Dans son cercueil, elle était toute petite, son visage était presque lisse, comme si ses 80 ans passés avaient glissé de ses épaules. Plus de vie, plus de douleurs, on lui avait enlevé son plâtre, le drain de sa jambe droite et elle portait un de ses foulards de soie. La chambre mortuaire était celle d’un hôpital de province. Peu de passage, des traces de chariot sur les murs, les outils des pompes funèbres qui dépassent de dessous le cercueil. Et Denise, si sérieuse, dans son satin écru. Je suis allé à l’enterrement le cœur léger, je préfère que les gens ne souffrent pas trop avant de mourir et Denise n’a pas trop souffert. A priori. En entrant dans cette salle, j’ai quand même eu envie de pleurer face à ce petit corps et ce n’est pas le cérémonial des pompes funèbres qui a soulagé cette pression dans ma poitrine. J’ai eu envie de prendre une photo de son visage, mais je n’ai pas osé. Plus tard, je l’ai dit à ma mère, qui m’avoué que son frère l’avait fait pour la grand-mère. J’ai pensé à ces livres des morts, qui gardaient les disparus parmi les vivants en les prenant en photo comme s’ils étaient simplement endormis.
Je n’ai pas assisté à la messe. Pas envie de guignoler sans y croire. Denise, elle, a passé sa dernière semaine à réciter des « Je vous salue Marie ». Ca a commencé après sa dernière opération. Ses yeux à peine ouverts, le son de sa voix a résonné dans son masque respiratoire, puis dans la pièce, en filant des frissons à toute l’assistance. A partir de ce moment, elle n’a plus reconnu ses proches, elle n’a plus répondu aux questions des infirmières. Uniquement : je vous salue, marie pleine de grâces ; le seigneur est avec vous. Vous êtes bénie entre toutes les femmes et jésus le fruit de vos entrailles, est béni. Sainte marie, mère de dieu, priez pour nous pauvres pécheurs, maintenant et à l'heure de notre mort. Amen. A l’heure de notre mort. Elle a déroulé des centaines de prières, puis elle a commencé à s’interrompre avant la fin, avant le mort de « l’heure de notre mort », reprenant ensuite au début, encore et encore. J’ai le cœur qui se serre quand je pense à la peur qui a du la saisir, dans ses derniers instants, à sa tentative désespérée de mobiliser la seule chose qu’on lui avait appris pour repousser sa terreur de la mort. Plus tard, dans le froid du cimetière, ce que racontait le curé était couvert par le cri des corneilles sur le clocher de l’église. Ni fleurs, ni couronnes, ni plaques. Sa tombe était nue quand nous sommes partis.

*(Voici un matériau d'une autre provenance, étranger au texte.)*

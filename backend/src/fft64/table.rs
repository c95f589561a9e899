use std::f64::consts::PI;

use itertools::izip;

/// Twiddles and twisting factors for a negacyclic transform of degree `2m`.
pub struct ReimFFTTable {
    m: usize,
    omg_re: Vec<f64>,
    omg_im: Vec<f64>,
    twist_re: Vec<f64>,
    twist_im: Vec<f64>,
    rev: Vec<usize>,
}

impl ReimFFTTable {
    pub fn new(n: usize) -> Self {
        assert!(n.is_power_of_two() && n >= 2, "n must be a power of two >= 2 but is {n}");
        let m: usize = n >> 1;
        let log_m: u32 = m.trailing_zeros();

        let omg_re: Vec<f64> = (0..m / 2).map(|k| (2.0 * PI * k as f64 / m as f64).cos()).collect();
        let omg_im: Vec<f64> = (0..m / 2).map(|k| (2.0 * PI * k as f64 / m as f64).sin()).collect();

        // e^{i pi j / N}: maps the folded coefficients onto the odd powers of a 2N-th root.
        let twist_re: Vec<f64> = (0..m).map(|j| (PI * j as f64 / n as f64).cos()).collect();
        let twist_im: Vec<f64> = (0..m).map(|j| (PI * j as f64 / n as f64).sin()).collect();

        let rev: Vec<usize> = (0..m)
            .map(|i| if log_m == 0 { 0 } else { i.reverse_bits() >> (usize::BITS - log_m) })
            .collect();

        Self {
            m,
            omg_re,
            omg_im,
            twist_re,
            twist_im,
            rev,
        }
    }

    pub fn m(&self) -> usize {
        self.m
    }

    /// Folds `a` into `m` complex values and twists them.
    pub fn twist(&self, re: &mut [f64], im: &mut [f64], a: &[i32]) {
        let (lo, hi) = a.split_at(self.m);
        izip!(re.iter_mut(), im.iter_mut(), lo, hi, &self.twist_re, &self.twist_im).for_each(|(re, im, x, y, tr, ti)| {
            let (x, y): (f64, f64) = (*x as f64, *y as f64);
            *re = x * tr - y * ti;
            *im = x * ti + y * tr;
        });
    }

    /// Inverse of [Self::twist], including the 1/m normalisation of the
    /// inverse transform, rounding back onto the torus.
    pub fn untwist(&self, res: &mut [i32], re: &[f64], im: &[f64]) {
        let scale: f64 = 1.0 / self.m as f64;
        let (lo, hi) = res.split_at_mut(self.m);
        izip!(lo, hi, re, im, &self.twist_re, &self.twist_im).for_each(|(lo, hi, re, im, tr, ti)| {
            let (x, y): (f64, f64) = (re * scale, im * scale);
            *lo = (x * tr + y * ti).round() as i64 as i32;
            *hi = (y * tr - x * ti).round() as i64 as i32;
        });
    }

    /// In-place cyclic DFT of size `m` on split real/imaginary parts.
    /// `forward` selects the sign of the exponent; no normalisation is applied.
    pub fn execute(&self, re: &mut [f64], im: &mut [f64], forward: bool) {
        let m: usize = self.m;
        debug_assert_eq!(re.len(), m);
        debug_assert_eq!(im.len(), m);

        (0..m).for_each(|i| {
            let j: usize = self.rev[i];
            if i < j {
                re.swap(i, j);
                im.swap(i, j);
            }
        });

        let mut len: usize = 2;
        while len <= m {
            let half: usize = len >> 1;
            let step: usize = m / len;
            (0..m).step_by(len).for_each(|start| {
                (0..half).for_each(|k| {
                    let wr: f64 = self.omg_re[k * step];
                    let wi: f64 = if forward { self.omg_im[k * step] } else { -self.omg_im[k * step] };
                    let (a, b): (usize, usize) = (start + k, start + k + half);
                    let vr: f64 = re[b] * wr - im[b] * wi;
                    let vi: f64 = re[b] * wi + im[b] * wr;
                    re[b] = re[a] - vr;
                    im[b] = im[a] - vi;
                    re[a] += vr;
                    im[a] += vi;
                });
            });
            len <<= 1;
        }
    }
}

En me retrouvant le soir même dans le métro parisien, c’est à dire déjà chez moi, j’ai ralenti mes pas, encore un peu désorienté. Ce matin, en me levant, j’ai pensé à Denise, qui ne se lèverait pas. Le ciel était blanc, laiteux, de cette lumière d’automne qui me rend si introspectif. La douleur, c’est la vie. Je me suis levé.
Commentaires
waaa, c'est super, j'ai l'impression d'être important, annoncé comme ça. Ca fout la pêche, ça va chier au volley ce soir. Let's kick ass, grrrls !
(petit truc rigolo, le "title" du dernier lien vers feu mon site affiche "le blog dur roncier" ;)
C'est vrai que ce billet est assez cryptique ;-)
Plus je vous lis, et plus j'ai envie de croire à l'apaisement. Oui nous sommes vivants puisque nous continons à souffrir.
Joli texte, qui témoigne d'une réelle affection pour Denise et d'une belle empathie. Tu as bien fait de ne pas aller à la messe, ça n'est pas important. Et puis à la messe ils ne se seraient pas arrêtés à « priez pour nous pauvres pécheurs », ils auraient continué jusqu'au bout.
Je me sens proche de ta tante, je comprends l'angoisse, la prière (comptine ?) qu'on récite pour repousser les monstres. Des incantations.
Ça me fait penser aussi au mantra qu'apprennent les sœurs bene gesserit aux enfants « Je ne connaîtrai pas la peur, car la peur tue l'esprit. La peur est la petite mort qui conduit à l'oblitération totale (...) »
Bouh.......ça m'a fait penser à la mort de la Premiere Prieure dans les "Dialogues des Carmélites" (Bernanos, et Poulenc pour les chouquetteurs): cette femme qui avait passé sa vie à méditer sur la mort, et qui, le moment arrivé, n'a pas été foutue de mourir "proprement"....
L'humanité qui revient au galop juste au moment ou on voudrait s'en défaire.
Et tout de même, c'est drôle cette peur de la mort, quand on y pense : si on ne croit en rien après, comment peut-on avoir peur de "rien" ? Si on croit en quelque chose apres, ce ne peut-être que mieux que la vie, donc pourquoi avoir peur du "mieux" ?
Le rien et l'infini sont les deux notions qui me terrifient jusqu'au débordement d'angoisse... Rationnellement, je suis en plein accord avec ce que tu dis, sire Ouf Ier, mais l'angoisse et le rationnel ont peu de choses à voir...
J'ai assisté à cet enterrement si nous évoquons la même personne, c'est à dire celle que tout le monde à Brezolles appelait Tante Denise. Qui êtes vous ? J'ai été touchée par votre texte et surprise de trouver cet ode à Denise sur Internet. Je suis une amie de Roland. Malvi
Masi est-il rationnel selon vous d'avoir peur de la mort? je ne crois pas.